Capitolo 38: Non è ancora finito il tuo viaggio [R]
Francesca
Mi regala uno dei suoi migliori sorrisi. Mi mancava sentirlo così vicino.
<<Grazie>>, sussurro.
<<Non è ancora finito il tuo viaggio>>, dice dandomi un bacio sulla fronte. <<Teresa, so che sei qui. Esci subito e iniziamo>>.

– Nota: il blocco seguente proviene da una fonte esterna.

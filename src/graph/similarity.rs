//! Structural similarity between nodes from shared neighbourhoods

use std::collections::HashSet;

use crate::graph::entity::{ArchKind, NodeId};
use crate::graph::store::EntryGraph;

impl EntryGraph {
    /// Number of destinations both `a` and `b` reach over `kind`.
    ///
    /// Destinations within one origin's list are unique, so a set
    /// intersection counts the same as comparing every pair of arches.
    pub fn common(&self, kind: ArchKind, a: NodeId, b: NodeId) -> usize {
        let (left, right) = (self.arches(a, kind), self.arches(b, kind));
        if left.is_empty() || right.is_empty() {
            return 0;
        }

        let targets: HashSet<NodeId> = right.iter().map(|arc| arc.destiny).collect();
        left.iter()
            .filter(|arc| targets.contains(&arc.destiny))
            .count()
    }

    pub fn common_csubc(&self, a: NodeId, b: NodeId) -> usize {
        self.common(ArchKind::CsubC, a, b)
    }

    pub fn common_csupc(&self, a: NodeId, b: NodeId) -> usize {
        self.common(ArchKind::CsupC, a, b)
    }

    pub fn common_cp(&self, a: NodeId, b: NodeId) -> usize {
        self.common(ArchKind::CP, a, b)
    }

    /// Shared categories of two pages
    pub fn common_pc(&self, a: NodeId, b: NodeId) -> usize {
        self.common(ArchKind::PC, a, b)
    }

    /// CsubC + CsupC + CP overlap of two categories
    pub fn categories_common(&self, a: NodeId, b: NodeId) -> usize {
        self.common_csubc(a, b) + self.common_csupc(a, b) + self.common_cp(a, b)
    }

    /// Page overlap of two categories, taken through CP
    pub fn pages_common(&self, a: NodeId, b: NodeId) -> usize {
        self.common_cp(a, b)
    }

    /// Direct CsubC/CsupC arches between two categories, either direction
    pub fn linked(&self, a: NodeId, b: NodeId) -> usize {
        let count = |from: NodeId, to: NodeId| {
            [ArchKind::CsubC, ArchKind::CsupC]
                .into_iter()
                .flat_map(|kind| self.arches(from, kind))
                .filter(|arc| arc.destiny == to)
                .count()
        };
        if a == b {
            return count(a, a);
        }
        count(a, b) + count(b, a)
    }
}

#[cfg(test)]
mod tests {
    use super::*;
    use crate::data::Record;

    fn load(records: &[&str]) -> EntryGraph {
        let mut graph = EntryGraph::with_capacity(16);
        for line in records {
            let record: Record = line.parse().unwrap();
            graph.set_data(&record);
        }
        graph
    }

    #[test]
    fn test_sibling_categories_share_nothing_downward() {
        let graph = load(&[
            "Science cat CsupC Physics cat",
            "Science cat CsupC Chemistry cat",
        ]);
        let science = graph.category_id("Science").unwrap();
        let physics = graph.category_id("Physics").unwrap();
        let chemistry = graph.category_id("Chemistry").unwrap();

        assert_eq!(graph.categories_common(physics, chemistry), 0);
        // Self-comparison overlaps fully
        assert_eq!(graph.categories_common(science, science), 2);
        assert_eq!(graph.common_csupc(science, science), graph.csupc_degree(science));
    }

    #[test]
    fn test_common_measure_is_directional() {
        let graph = load(&[
            "Biology cat CsubC Genetics cat",
            "Biology cat CsubC Ecology cat",
        ]);
        let genetics = graph.category_id("Genetics").unwrap();
        let ecology = graph.category_id("Ecology").unwrap();

        // Biology is their common origin, not a common destination
        assert_eq!(graph.common_csubc(genetics, ecology), 0);
        assert_eq!(graph.common_csupc(genetics, ecology), 0);
        assert_eq!(graph.categories_common(genetics, ecology), 0);
    }

    #[test]
    fn test_shared_parent_and_pages() {
        let graph = load(&[
            "Genetics cat CsubC Biology cat",
            "Ecology cat CsubC Biology cat",
            "Genetics cat CP Gene page",
            "Ecology cat CP Gene page",
            "Ecology cat CP Biome page",
            "Gene page PC Genetics cat",
            "Gene page PC Ecology cat",
            "Biome page PC Ecology cat",
        ]);
        let genetics = graph.category_id("Genetics").unwrap();
        let ecology = graph.category_id("Ecology").unwrap();
        let gene = graph.page_id("Gene").unwrap();
        let biome = graph.page_id("Biome").unwrap();

        assert_eq!(graph.common_csubc(genetics, ecology), 1);
        assert_eq!(graph.pages_common(genetics, ecology), 1);
        assert_eq!(graph.categories_common(genetics, ecology), 2);
        assert_eq!(graph.common_pc(gene, biome), 1);
    }

    #[test]
    fn test_similarity_is_symmetric() {
        let graph = load(&[
            "A cat CsubC C cat",
            "A cat CsubC D cat",
            "B cat CsubC D cat",
            "B cat CsupC E cat",
            "A cat CsupC E cat",
            "A cat CP P page",
            "B cat CP P page",
        ]);
        let ids = graph.categories();
        for &a in &ids {
            for &b in &ids {
                for kind in [ArchKind::CsubC, ArchKind::CsupC, ArchKind::CP] {
                    assert_eq!(graph.common(kind, a, b), graph.common(kind, b, a));
                }
                assert_eq!(graph.linked(a, b), graph.linked(b, a));
            }
        }
        let a = graph.category_id("A").unwrap();
        let b = graph.category_id("B").unwrap();
        assert_eq!(graph.categories_common(a, b), 3);
    }

    #[test]
    fn test_linked_counts_both_directions() {
        let graph = load(&[
            "Biology cat CsupC Genetics cat",
            "Genetics cat CsubC Biology cat",
            "Biology cat CsupC Ecology cat",
        ]);
        let biology = graph.category_id("Biology").unwrap();
        let genetics = graph.category_id("Genetics").unwrap();
        let ecology = graph.category_id("Ecology").unwrap();

        assert_eq!(graph.linked(biology, genetics), 2);
        assert_eq!(graph.linked(ecology, biology), 1);
        assert_eq!(graph.linked(genetics, ecology), 0);
    }
}
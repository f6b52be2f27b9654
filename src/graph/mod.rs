//! Category graph storage, similarity and projection

pub mod builder;
pub mod entity;
pub mod filters;
pub mod index;
pub mod similarity;
pub mod store;
pub mod weighted;

pub use builder::{project, ProjectionBuilder, ProjectionGraph};
pub use entity::{Arch, ArchKind, Category, NodeId, NodeKind, Page};
pub use filters::{Dimension, Filters, Selections};
pub use index::EntityIndex;
pub use store::{EdgeInsert, EntryGraph};
pub use weighted::{Edge, WeightedGraph};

Teresa, accompagnata da Antonio, esce da dietro un cespuglio con un sorriso fino alle orecchie e gli occhi a forma di cuore. Si è cambiata: ha un vestitino giallo con una cintura piccola bianca e delle scarpe col tacco alte bianche. Antonio, al suo fianco, è rimasto uguale nonostante il tempo: indossa dei pantaloni beige, una camicia bianca e una giacca nera.
Perché così elegante?
Teresa batte le mani con la gioia di una bambina e mi afferra per un braccio. <<Forza! Dobbiamo andare!>>, esclama.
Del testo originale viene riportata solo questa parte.